You can instead paste the two functions below into your child theme’s functions.php — a plugin just keeps the content type alive when you switch themes.

Step 2.

Define the labels — the words WordPress shows around the admin UI — then hand them to register_post_type() together with the arguments that control how the type behaves. Add this below the header.

function ndriel_register_book_post_type() {

    // The text WordPress shows in menus, buttons, and messages.
    $labels = array(
        'name'          => 'Books',          // general (plural) name
        'singular_name' => 'Book',           // one item
        'menu_name'     => 'Books',          // the sidebar menu label
        'add_new_item'  => 'Add New Book',
        'edit_item'     => 'Edit Book',
        'view_item'     => 'View Book',
        'search_items'  => 'Search Books',
        'all_items'     => 'All Books',
        'not_found'     => 'No books found',
    );

    $args = array(
        'labels'        => $labels,
        'public'        => true,             // visible on the front end and in admin
        'has_archive'   => true,             // enable the /books/ archive page
        'rewrite'       => array('slug' => 'books'), // pretty permalinks
        'menu_icon'     => 'dashicons-book', // the sidebar icon
        'menu_position' => 5,               // just under Posts
        'supports'      => array('title', 'editor', 'thumbnail', 'excerpt'),
        'show_in_rest'  => true,             // block editor + REST API
    );

    register_post_type('book', $args);
}
add_action('init', 'ndriel_register_book_post_type');

The first argument to register_post_type()'book' — is the post type’s internal key. Keep it lowercase, under 20 characters, and never prefix it with wp_. Registering on the init hook is required: run it any earlier and WordPress is not ready; any later and rewrite rules and the admin menu miss it.

Step 3.

Activate the plugin under Plugins in wp-admin. A Books menu appears in the sidebar — with the book icon, an All Books list, and an Add New Book button — and it opens the same block editor you use for posts.

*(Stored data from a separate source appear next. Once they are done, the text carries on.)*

//! File-backed chunk persistence.
//!
//! Layout inside the store directory:
//! ```text
//! store.meta.json        - schema version and chunk count
//! chunks/
//!   <x>.<y>.chunk.cbor.zst - CBOR+zstd compressed chunk snapshots
//! integrity/
//!   manifest.json          - filename -> sha256 map
//! ```
//!
//! Uniform chunks are never written: regenerating them is cheaper than
//! reading them back, so saving one removes any stale file and loading a
//! never-written coordinate answers `None`.

use std::io::{Read, Write};
use std::path::{Path, PathBuf};

use gridfall_common::Catalog;
use gridfall_kernel::Chunk;
use serde::{Deserialize, Serialize};
use sha2::{Digest, Sha256};

use crate::snapshot::{ChunkSnapshot, SnapshotError};

/// Current snapshot schema version.
const CHUNK_SCHEMA_VERSION: u32 = 2;

/// Errors from file-backed persistence operations.
#[derive(Debug, thiserror::Error)]
pub enum StoreError {
    #[error("IO error: {0}")]
    Io(#[from] std::io::Error),
    #[error("CBOR serialization error: {0}")]
    CborEncode(String),
    #[error("CBOR deserialization error: {0}")]
    CborDecode(String),
    #[error("JSON error: {0}")]
    Json(#[from] serde_json::Error),
    #[error("integrity check failed for {filename}: expected {expected}, got {actual}")]
    IntegrityMismatch {
        filename: String,
        expected: String,
        actual: String,
    },
    #[error("schema version mismatch: store has v{file_version}, expected v{expected_version}")]
    SchemaMismatch {
        file_version: u32,
        expected_version: u32,
    },
    #[error(transparent)]
    Snapshot(#[from] SnapshotError),
}

/// Grid coordinate of a chunk in the world, the store's addressing key.
#[derive(Debug, Clone, Copy, PartialEq, Eq, Hash, Serialize, Deserialize)]
pub struct ChunkCoord {
    pub x: i32,
    pub y: i32,
}

impl ChunkCoord {
    pub fn new(x: i32, y: i32) -> Self {
        Self { x, y }
    }

    fn filename(self) -> String {
        format!("{}.{}.chunk.cbor.zst", self.x, self.y)
    }
}

/// Metadata stored in store.meta.json.
#[derive(Debug, Clone, Serialize, Deserialize)]
pub struct StoreMeta {
    pub chunk_schema_version: u32,
    pub chunk_count: u32,
}

/// A single entry in the integrity manifest.
#[derive(Debug, Clone, Serialize, Deserialize)]
pub struct ManifestEntry {
    pub filename: String,
    pub sha256: String,
}

/// Integrity manifest tracking the hash of every chunk file. Entries are
/// replaced when a chunk is re-saved; chunks overwrite in place, so there
/// is no hash chain to extend.
#[derive(Debug, Clone, Default, Serialize, Deserialize)]
pub struct IntegrityManifest {
    pub entries: Vec<ManifestEntry>,
}

impl IntegrityManifest {
    fn upsert(&mut self, filename: &str, sha256: String) {
        match self.entries.iter_mut().find(|e| e.filename == filename) {
            Some(entry) => entry.sha256 = sha256,
            None => self.entries.push(ManifestEntry {
                filename: filename.to_owned(),
                sha256,
            }),
        }
    }

    fn drop_entry(&mut self, filename: &str) {
        self.entries.retain(|e| e.filename != filename);
    }

    fn find(&self, filename: &str) -> Option<&ManifestEntry> {
        self.entries.iter().find(|e| e.filename == filename)
    }
}

/// File-backed chunk store with schema versioning and integrity checking.
pub struct ChunkStore {
    root: PathBuf,
    meta: StoreMeta,
    manifest: IntegrityManifest,
}

impl ChunkStore {
    /// Open or create a chunk store at the given path. Fails closed on a
    /// schema version this build does not speak.
    pub fn open(path: impl AsRef<Path>) -> Result<Self, StoreError> {
        let root = path.as_ref().to_path_buf();
        std::fs::create_dir_all(root.join("chunks"))?;
        std::fs::create_dir_all(root.join("integrity"))?;

        let meta_path = root.join("store.meta.json");
        let manifest_path = root.join("integrity").join("manifest.json");

        let (meta, manifest) = if meta_path.exists() {
            let meta: StoreMeta = serde_json::from_reader(std::fs::File::open(&meta_path)?)?;
            if meta.chunk_schema_version != CHUNK_SCHEMA_VERSION {
                return Err(StoreError::SchemaMismatch {
                    file_version: meta.chunk_schema_version,
                    expected_version: CHUNK_SCHEMA_VERSION,
                });
            }
            let manifest: IntegrityManifest = if manifest_path.exists() {
                serde_json::from_reader(std::fs::File::open(&manifest_path)?)?
            } else {
                IntegrityManifest::default()
            };
            (meta, manifest)
        } else {
            let meta = StoreMeta {
                chunk_schema_version: CHUNK_SCHEMA_VERSION,
                chunk_count: 0,
            };
            let manifest = IntegrityManifest::default();
            serde_json::to_writer_pretty(std::fs::File::create(&meta_path)?, &meta)?;
            serde_json::to_writer_pretty(std::fs::File::create(&manifest_path)?, &manifest)?;
            (meta, manifest)
        };

        Ok(Self {
            root,
            meta,
            manifest,
        })
    }

    /// Persist a chunk. Uniform chunks are skipped (and any stale file for
    /// the coordinate removed); returns whether a file was written.
    pub fn save(
        &mut self,
        coord: ChunkCoord,
        chunk: &Chunk,
        catalog: &Catalog,
    ) -> Result<bool, StoreError> {
        let filename = coord.filename();
        let path = self.root.join("chunks").join(&filename);

        if chunk.is_uniform() {
            tracing::debug!(x = coord.x, y = coord.y, "uniform chunk, skipping save");
            if path.exists() {
                std::fs::remove_file(&path)?;
            }
            self.manifest.drop_entry(&filename);
            self.sync_counts()?;
            return Ok(false);
        }

        let snapshot = ChunkSnapshot::capture(chunk, catalog)?;
        let cbor_bytes = cbor_serialize(&snapshot)?;
        let compressed = zstd_compress(&cbor_bytes)?;
        let hash = sha256_hex(&compressed);

        std::fs::write(&path, &compressed)?;
        self.manifest.upsert(&filename, hash);
        self.sync_counts()?;
        tracing::debug!(
            x = coord.x,
            y = coord.y,
            bytes = compressed.len(),
            "chunk saved"
        );
        Ok(true)
    }

    /// Load a chunk back, applying the legacy rubble/power fix-up when
    /// `legacy` is set. `None` means the coordinate was never written;
    /// the caller regenerates the uniform chunk instead.
    pub fn load(
        &self,
        coord: ChunkCoord,
        catalog: &Catalog,
        legacy: bool,
    ) -> Result<Option<Chunk>, StoreError> {
        let filename = coord.filename();
        let path = self.root.join("chunks").join(&filename);
        if !path.exists() {
            return Ok(None);
        }

        let compressed = std::fs::read(&path)?;
        self.verify_file_hash(&filename, &compressed)?;
        let cbor_bytes = zstd_decompress(&compressed)?;
        let snapshot: ChunkSnapshot = cbor_deserialize(&cbor_bytes)?;
        let chunk = snapshot.restore(catalog, legacy)?;
        tracing::debug!(x = coord.x, y = coord.y, legacy, "chunk loaded");
        Ok(Some(chunk))
    }

    /// Verify every manifest hash against the files on disk.
    pub fn verify_integrity(&self) -> Result<(), StoreError> {
        for entry in &self.manifest.entries {
            let data = std::fs::read(self.root.join("chunks").join(&entry.filename))?;
            let actual = sha256_hex(&data);
            if actual != entry.sha256 {
                return Err(StoreError::IntegrityMismatch {
                    filename: entry.filename.clone(),
                    expected: entry.sha256.clone(),
                    actual,
                });
            }
        }
        Ok(())
    }

    pub fn root(&self) -> &Path {
        &self.root
    }

    pub fn meta(&self) -> &StoreMeta {
        &self.meta
    }

    fn verify_file_hash(&self, filename: &str, data: &[u8]) -> Result<(), StoreError> {
        let Some(entry) = self.manifest.find(filename) else {
            // A file the manifest has never seen is fine on first contact.
            return Ok(());
        };
        let actual = sha256_hex(data);
        if actual != entry.sha256 {
            return Err(StoreError::IntegrityMismatch {
                filename: filename.to_owned(),
                expected: entry.sha256.clone(),
                actual,
            });
        }
        Ok(())
    }

    fn sync_counts(&mut self) -> Result<(), StoreError> {
        self.meta.chunk_count = self.manifest.entries.len() as u32;
        serde_json::to_writer_pretty(
            std::fs::File::create(self.root.join("store.meta.json"))?,
            &self.meta,
        )?;
        serde_json::to_writer_pretty(
            std::fs::File::create(self.root.join("integrity").join("manifest.json"))?,
            &self.manifest,
        )?;
        Ok(())
    }
}

fn cbor_serialize<T: Serialize + ?Sized>(value: &T) -> Result<Vec<u8>, StoreError> {
    let mut buf = Vec::new();
    ciborium::into_writer(value, &mut buf).map_err(|e| StoreError::CborEncode(e.to_string()))?;
    Ok(buf)
}

fn cbor_deserialize<T: for<'de> Deserialize<'de>>(data: &[u8]) -> Result<T, StoreError> {
    ciborium::from_reader(data).map_err(|e| StoreError::CborDecode(e.to_string()))
}

fn zstd_compress(data: &[u8]) -> Result<Vec<u8>, StoreError> {
    let mut encoder = zstd::Encoder::new(Vec::new(), 3)?;
    encoder.write_all(data)?;
    Ok(encoder.finish()?)
}

fn zstd_decompress(data: &[u8]) -> Result<Vec<u8>, StoreError> {
    let mut decoder = zstd::Decoder::new(data)?;
    let mut buf = Vec::new();
    decoder.read_to_end(&mut buf)?;
    Ok(buf)
}

fn sha256_hex(data: &[u8]) -> String {
    let mut hasher = Sha256::new();
    hasher.update(data);
    format!("{:x}", hasher.finalize())
}

#[cfg(test)]
mod tests {
    use super::*;
    use gridfall_common::{FurnitureDef, TerrainDef, TerrainId, TilePos};
    use gridfall_kernel::{Basecamp, Item, Vehicle};

    fn test_catalog() -> Catalog {
        let mut catalog = Catalog::new();
        catalog.terrain.register("dirt", TerrainDef::new("dirt", 2));
        catalog
            .furniture
            .register("crate", FurnitureDef::new("crate", 4));
        catalog
    }

    fn scarred_chunk(catalog: &Catalog) -> Chunk {
        let mut chunk = Chunk::new();
        let dirt = TerrainId(catalog.terrain.lookup("dirt").unwrap());
        chunk.set_terrain(TilePos::new(4, 4), dirt);
        chunk.add_item(TilePos::new(4, 4), Item::emissive("lamp"));
        chunk.set_graffiti(TilePos::new(0, 0), "dig here");
        chunk.add_vehicle(Vehicle::new("cart", TilePos::new(7, 7)));
        chunk.set_camp(Basecamp::named("forward camp"));
        chunk.set_temperature(8);
        chunk
    }

    #[test]
    fn open_creates_layout() {
        let tmp = tempfile::tempdir().unwrap();
        let store = ChunkStore::open(tmp.path().join("world")).unwrap();
        assert_eq!(store.meta().chunk_count, 0);
        assert!(store.root().join("chunks").is_dir());
        assert!(store.root().join("integrity").is_dir());
    }

    #[test]
    fn save_and_load_roundtrip() {
        let tmp = tempfile::tempdir().unwrap();
        let catalog = test_catalog();
        let mut store = ChunkStore::open(tmp.path().join("world")).unwrap();
        let chunk = scarred_chunk(&catalog);

        assert!(store.save(ChunkCoord::new(3, -2), &chunk, &catalog).unwrap());

        // Reopen and load.
        let store2 = ChunkStore::open(tmp.path().join("world")).unwrap();
        let loaded = store2
            .load(ChunkCoord::new(3, -2), &catalog, false)
            .unwrap()
            .unwrap();
        assert_eq!(loaded, chunk);
        assert_eq!(store2.meta().chunk_count, 1);
    }

    #[test]
    fn uniform_chunk_is_skipped_and_scrubbed() {
        let tmp = tempfile::tempdir().unwrap();
        let catalog = test_catalog();
        let mut store = ChunkStore::open(tmp.path().join("world")).unwrap();
        let coord = ChunkCoord::new(0, 0);

        // Uniform from the start: nothing written, nothing loadable.
        assert!(!store.save(coord, &Chunk::new(), &catalog).unwrap());
        assert!(store.load(coord, &catalog, false).unwrap().is_none());

        // A real file replaced by a uniform save disappears again.
        let chunk = scarred_chunk(&catalog);
        assert!(store.save(coord, &chunk, &catalog).unwrap());
        assert!(store.load(coord, &catalog, false).unwrap().is_some());
        assert!(!store.save(coord, &Chunk::new(), &catalog).unwrap());
        assert!(store.load(coord, &catalog, false).unwrap().is_none());
        assert_eq!(store.meta().chunk_count, 0);
    }

    #[test]
    fn resave_replaces_manifest_entry() {
        let tmp = tempfile::tempdir().unwrap();
        let catalog = test_catalog();
        let mut store = ChunkStore::open(tmp.path().join("world")).unwrap();
        let coord = ChunkCoord::new(1, 1);

        let mut chunk = scarred_chunk(&catalog);
        store.save(coord, &chunk, &catalog).unwrap();
        chunk.set_radiation(TilePos::new(2, 2), 40);
        store.save(coord, &chunk, &catalog).unwrap();

        assert_eq!(store.meta().chunk_count, 1);
        store.verify_integrity().unwrap();
        let loaded = store.load(coord, &catalog, false).unwrap().unwrap();
        assert_eq!(loaded.radiation(TilePos::new(2, 2)), 40);
    }

    #[test]
    fn corruption_fails_closed() {
        let tmp = tempfile::tempdir().unwrap();
        let catalog = test_catalog();
        let path = tmp.path().join("world");
        let mut store = ChunkStore::open(&path).unwrap();
        let coord = ChunkCoord::new(5, 5);
        store.save(coord, &scarred_chunk(&catalog), &catalog).unwrap();

        let file = path.join("chunks").join("5.5.chunk.cbor.zst");
        let mut data = std::fs::read(&file).unwrap();
        if let Some(byte) = data.last_mut() {
            *byte ^= 0xff;
        }
        std::fs::write(&file, &data).unwrap();

        let store2 = ChunkStore::open(&path).unwrap();
        assert!(store2.verify_integrity().is_err());
        assert!(matches!(
            store2.load(coord, &catalog, false),
            Err(StoreError::IntegrityMismatch { .. })
        ));
    }

    #[test]
    fn garbage_bytes_fail_closed() {
        let tmp = tempfile::tempdir().unwrap();
        let catalog = test_catalog();
        let path = tmp.path().join("world");
        let store = ChunkStore::open(&path).unwrap();

        // A file the manifest never saw, full of junk: the zstd/CBOR layer
        // must reject it rather than conjure a default chunk.
        std::fs::write(path.join("chunks").join("9.9.chunk.cbor.zst"), b"junk").unwrap();
        assert!(store.load(ChunkCoord::new(9, 9), &catalog, false).is_err());
    }

    #[test]
    fn schema_mismatch_fails_closed() {
        let tmp = tempfile::tempdir().unwrap();
        let path = tmp.path().join("world");
        let _store = ChunkStore::open(&path).unwrap();

        let meta_path = path.join("store.meta.json");
        let mut meta: StoreMeta =
            serde_json::from_reader(std::fs::File::open(&meta_path).unwrap()).unwrap();
        meta.chunk_schema_version = 999;
        serde_json::to_writer_pretty(std::fs::File::create(&meta_path).unwrap(), &meta).unwrap();

        match ChunkStore::open(&path) {
            Err(StoreError::SchemaMismatch {
                file_version,
                expected_version,
            }) => {
                assert_eq!(file_version, 999);
                assert_eq!(expected_version, CHUNK_SCHEMA_VERSION);
            }
            Err(e) => panic!("expected SchemaMismatch, got: {e}"),
            Ok(_) => panic!("expected error, got Ok"),
        }
    }
}
//! The chunk: one struct-of-arrays tile grid plus everything chunk-scoped:
//! the one-way uniformity flag, textual cosmetics, pending spawns, owned
//! vehicles/constructions/computer/camp, the active-item index, and the
//! aggregate field counter.
//!
//! # Invariants
//! - `uniform` starts true and flips to false on the first per-tile
//!   mutation; it is never recomputed back to true. While true, every grid
//!   cell is in its constructed default state.
//! - The lum column counts emissive items per tile exactly while the count
//!   stays under 255 and saturates at 255 above that; removal rescans only
//!   when the counter is pinned at 0 or the ceiling.
//! - Rotation moves every coordinate-keyed structure in lockstep with the
//!   grid: cosmetics, spawns, construction sites, active items, vehicles.

use std::collections::HashMap;

use glam::IVec3;
use gridfall_common::{CHUNK_EDGE, Catalog, FurnitureId, SimTime, TerrainId, TilePos, TrapId};
use serde::{Deserialize, Serialize};

use crate::active::ActiveItemIndex;
use crate::attach::{Basecamp, Computer, PartialCon, SpawnPoint, Vehicle};
use crate::field::Field;
use crate::grid::TileGrid;
use crate::items::{Item, ItemKey, ItemStack};

/// Category tag on a cosmetic record.
#[derive(Debug, Clone, Copy, PartialEq, Eq, Serialize, Deserialize)]
pub enum CosmeticKind {
    /// Free-form text scrawled on a tile.
    Graffiti,
    /// Text that becomes visible signage once signable furniture stands on
    /// the tile.
    Signage,
}

/// A coordinate-tagged text annotation. Chunks carry few of these, so
/// lookups scan the list.
#[derive(Debug, Clone, PartialEq, Serialize, Deserialize)]
pub struct Cosmetic {
    pub pos: TilePos,
    pub kind: CosmeticKind,
    pub text: String,
}

/// A fixed-size square of world tiles with its own storage and metadata;
/// the unit of loading and saving.
///
/// Single-owner mutation model: no interior locking, exactly one logical
/// owner mutates a chunk at a time. The chunk exclusively owns its grid,
/// vehicles, constructions, computer, and camp; dropping the chunk drops
/// them all.
#[derive(Debug, Clone, PartialEq)]
pub struct Chunk {
    grid: TileGrid<CHUNK_EDGE>,
    uniform: bool,
    cosmetics: Vec<Cosmetic>,
    active_items: ActiveItemIndex,
    field_count: u32,
    last_touched: SimTime,
    spawns: Vec<SpawnPoint>,
    vehicles: Vec<Vehicle>,
    constructions: HashMap<IVec3, PartialCon>,
    computer: Option<Computer>,
    camp: Basecamp,
    temperature: i32,
}
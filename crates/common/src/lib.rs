//! Shared types for the gridfall tile-storage core: local tile coordinates,
//! identifier newtypes, simulated time, and the terrain/furniture/trap
//! catalogs that resolve identifiers to their definitions.
//!
//! # Invariants
//! - Identifier values are never range-checked at assignment; they resolve
//!   (or fail to resolve) at catalog lookup time.
//! - `TilePos` coordinates are pre-validated by whoever constructs them;
//!   storage code indexes with them directly.

pub mod catalog;
pub mod types;

pub use catalog::{Catalog, FurnitureDef, Registry, TerrainDef, TrapDef};
pub use types::{
    CHUNK_EDGE, FieldKind, FurnitureId, SimDuration, SimTime, TerrainId, TilePos, TrapId,
};
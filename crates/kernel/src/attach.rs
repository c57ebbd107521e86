//! Heavier state a chunk owns outright: vehicles whose origin cell lies in
//! the chunk, constructions in progress, an optional computer terminal, and
//! at most one base camp. Their behavior lives in other subsystems; this
//! core stores the values and destroys them with the chunk.

use gridfall_common::TilePos;
use serde::{Deserialize, Serialize};

use crate::items::Item;

/// A vehicle owned by the chunk its origin cell lies in.
#[derive(Debug, Clone, PartialEq, Serialize, Deserialize)]
pub struct Vehicle {
    pub name: String,
    /// Origin cell, chunk-local.
    pub pos: TilePos,
    /// Facing in degrees clockwise from north.
    pub facing_deg: i32,
}

impl Vehicle {
    pub fn new(name: impl Into<String>, pos: TilePos) -> Self {
        Self {
            name: name.into(),
            pos,
            facing_deg: 0,
        }
    }

    /// Reconcile the vehicle's chunk-relative placement with a chunk
    /// rotation of `turns` clockwise quarter turns.
    pub fn rotate(&mut self, turns: i32) {
        self.pos = self.pos.rotated(turns);
        self.facing_deg = (self.facing_deg + 90 * turns.rem_euclid(4)).rem_euclid(360);
    }
}

/// A construction in progress at some site in the chunk.
#[derive(Debug, Clone, PartialEq, Serialize, Deserialize)]
pub struct PartialCon {
    /// Name of the construction recipe being worked on.
    pub construction: String,
    /// Accumulated progress, in recipe-defined units.
    pub counter: u32,
    /// Components already sunk into the build.
    pub components: Vec<Item>,
}

impl PartialCon {
    pub fn new(construction: impl Into<String>) -> Self {
        Self {
            construction: construction.into(),
            counter: 0,
            components: Vec::new(),
        }
    }
}

/// A computer terminal. A chunk hosts at most one.
#[derive(Debug, Clone, PartialEq, Serialize, Deserialize)]
pub struct Computer {
    pub name: String,
    pub security: i32,
}

impl Computer {
    pub fn new(name: impl Into<String>, security: i32) -> Self {
        Self {
            name: name.into(),
            security,
        }
    }
}

/// A faction outpost. Every chunk carries exactly one `Basecamp` value;
/// the default empty state means "no camp here" rather than an `Option`.
#[derive(Debug, Clone, Default, PartialEq, Serialize, Deserialize)]
pub struct Basecamp {
    pub name: String,
}

impl Basecamp {
    pub fn named(name: impl Into<String>) -> Self {
        Self { name: name.into() }
    }

    /// Whether a camp has actually been established here.
    pub fn is_defined(&self) -> bool {
        !self.name.is_empty()
    }
}

/// A pending creature spawn, consumed by the spawning system when the chunk
/// goes live.
#[derive(Debug, Clone, PartialEq, Serialize, Deserialize)]
pub struct SpawnPoint {
    /// Creature type to spawn.
    pub kind: String,
    pub count: i32,
    pub pos: TilePos,
    /// Owning faction, if any.
    pub faction: Option<i32>,
    /// Mission this spawn belongs to, if any.
    pub mission: Option<i32>,
    pub friendly: bool,
    /// Display-name override.
    pub name: Option<String>,
}

impl SpawnPoint {
    pub fn new(kind: impl Into<String>, count: i32, pos: TilePos) -> Self {
        Self {
            kind: kind.into(),
            count,
            pos,
            faction: None,
            mission: None,
            friendly: false,
            name: None,
        }
    }
}

#[cfg(test)]
mod tests {
    use super::*;

    #[test]
    fn vehicle_rotation_wraps_facing() {
        let mut v = Vehicle::new("cart", TilePos::new(0, 0));
        v.facing_deg = 270;
        v.rotate(2);
        assert_eq!(v.facing_deg, 90);
        assert_eq!(v.pos, TilePos::new(0, 0).rotated(2));
    }

    #[test]
    fn vehicle_four_turns_is_identity() {
        let mut v = Vehicle::new("cart", TilePos::new(3, 5));
        let before = v.clone();
        v.rotate(4);
        assert_eq!(v, before);
    }

    #[test]
    fn default_camp_is_undefined() {
        assert!(!Basecamp::default().is_defined());
        assert!(Basecamp::named("the mill").is_defined());
    }
}
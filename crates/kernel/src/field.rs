use gridfall_common::{FieldKind, SimDuration};
use serde::{Deserialize, Serialize};

/// Highest intensity a field entry can reach.
pub const MAX_FIELD_INTENSITY: i32 = 3;

/// One field layered on a tile: a kind plus its intensity and age.
#[derive(Debug, Clone, PartialEq, Serialize, Deserialize)]
pub struct FieldEntry {
    pub kind: FieldKind,
    pub intensity: i32,
    pub age: SimDuration,
}

/// The fields present on one tile, at most one entry per kind.
///
/// Tiles rarely carry more than a couple of overlapping fields, so entries
/// sit in a small vector and lookups scan it. Diffusion and decay belong to
/// the field engine; this container only stores entries and reports whether
/// an add introduced a new kind.
#[derive(Debug, Clone, Default, PartialEq)]
pub struct Field {
    entries: Vec<FieldEntry>,
}

impl Field {
    pub fn new() -> Self {
        Self::default()
    }

    pub fn find(&self, kind: FieldKind) -> Option<&FieldEntry> {
        self.entries.iter().find(|e| e.kind == kind)
    }

    pub fn find_mut(&mut self, kind: FieldKind) -> Option<&mut FieldEntry> {
        self.entries.iter_mut().find(|e| e.kind == kind)
    }

    /// Add a field of `kind`. Returns true only when the kind was not
    /// already present; an existing entry has its intensity raised (capped
    /// at [`MAX_FIELD_INTENSITY`]) and keeps its age.
    pub fn add(&mut self, kind: FieldKind, intensity: i32, age: SimDuration) -> bool {
        if let Some(entry) = self.find_mut(kind) {
            entry.intensity = (entry.intensity + intensity).min(MAX_FIELD_INTENSITY);
            return false;
        }
        self.entries.push(FieldEntry {
            kind,
            intensity: intensity.min(MAX_FIELD_INTENSITY),
            age,
        });
        true
    }

    /// Remove the entry of `kind`, if present.
    pub fn remove(&mut self, kind: FieldKind) -> Option<FieldEntry> {
        let idx = self.entries.iter().position(|e| e.kind == kind)?;
        Some(self.entries.remove(idx))
    }

    pub fn iter(&self) -> impl Iterator<Item = &FieldEntry> {
        self.entries.iter()
    }

    pub fn len(&self) -> usize {
        self.entries.len()
    }

    pub fn is_empty(&self) -> bool {
        self.entries.is_empty()
    }
}
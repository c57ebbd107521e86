//! Chunk storage core: struct-of-arrays tile grid, the chunk that owns it,
//! and transient per-tile views.
//!
//! # Invariants
//! - One logical owner mutates a chunk at a time; there is no internal
//!   locking and no async surface.
//! - A chunk exclusively owns its grid, vehicles, constructions, computer,
//!   and camp; dropping the chunk drops them all.
//! - Coordinates are pre-validated by callers; storage indexes directly.

pub mod active;
pub mod attach;
pub mod chunk;
pub mod field;
pub mod grid;
pub mod items;
pub mod tile;

pub use active::{ActiveItemIndex, ActiveItemRef};
pub use attach::{Basecamp, Computer, PartialCon, SpawnPoint, Vehicle};
pub use chunk::{Chunk, Cosmetic, CosmeticKind};
pub use field::{Field, FieldEntry, MAX_FIELD_INTENSITY};
pub use grid::TileGrid;
pub use items::{Item, ItemKey, ItemStack};
pub use tile::{TileView, TileViewMut};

One gotcha: the /books/ archive returns 404 until the rewrite rules are rebuilt. Go to Settings → Permalinks and click Save Changes once (you need not change anything) to flush them. Do this only after adding a post or two so the archive has something to show.

Result.

Add a couple of books, publish them, and visit http://your-site/books/. WordPress serves the custom post type’s archive, listing each book with its excerpt and date — proof that the type is public, its archive is on, and the rewrite slug resolves:

GET /wp-json/wp/v2/types/book
{"name":"Books","slug":"book","rest_base":"book","has_archive":true,"hierarchical":false}

GET /wp-json/wp/v2/book?status=publish
[ {"title":"Clean Code",              "link":".../books/clean-code/"},
  {"title":"The Pragmatic Programmer","link":".../books/the-pragmatic-programmer/"} ]

The Books custom post type archive at /books/, titled 'Books Tutorials', listing two published books: Clean Code and The Pragmatic Programmer, each with its excerpt and date

Notes:

  • Always flush rewrite rules after adding or changing a rewrite slug, or the new URLs 404. Saving the Permalinks screen does it; in a plugin you can call flush_rewrite_rules() from an activation hook — never on every init, which is expensive.
  • Prefix your function names (here ndriel_) to avoid clashing with other plugins, but do not prefix the post type key with wp_ — those keys are reserved for core.
  • Set 'show_in_rest' => true (as above) so the type uses the block editor and is reachable at /wp-json/wp/v2/book. Without it you get the old classic editor and no REST endpoint.
  • Custom post types are not stored in your theme — register them in a plugin so switching themes never makes your content vanish from the admin.
  • To group books by subject, pair the type with a custom taxonomy via register_taxonomy(). That is the natural next step once the type exists.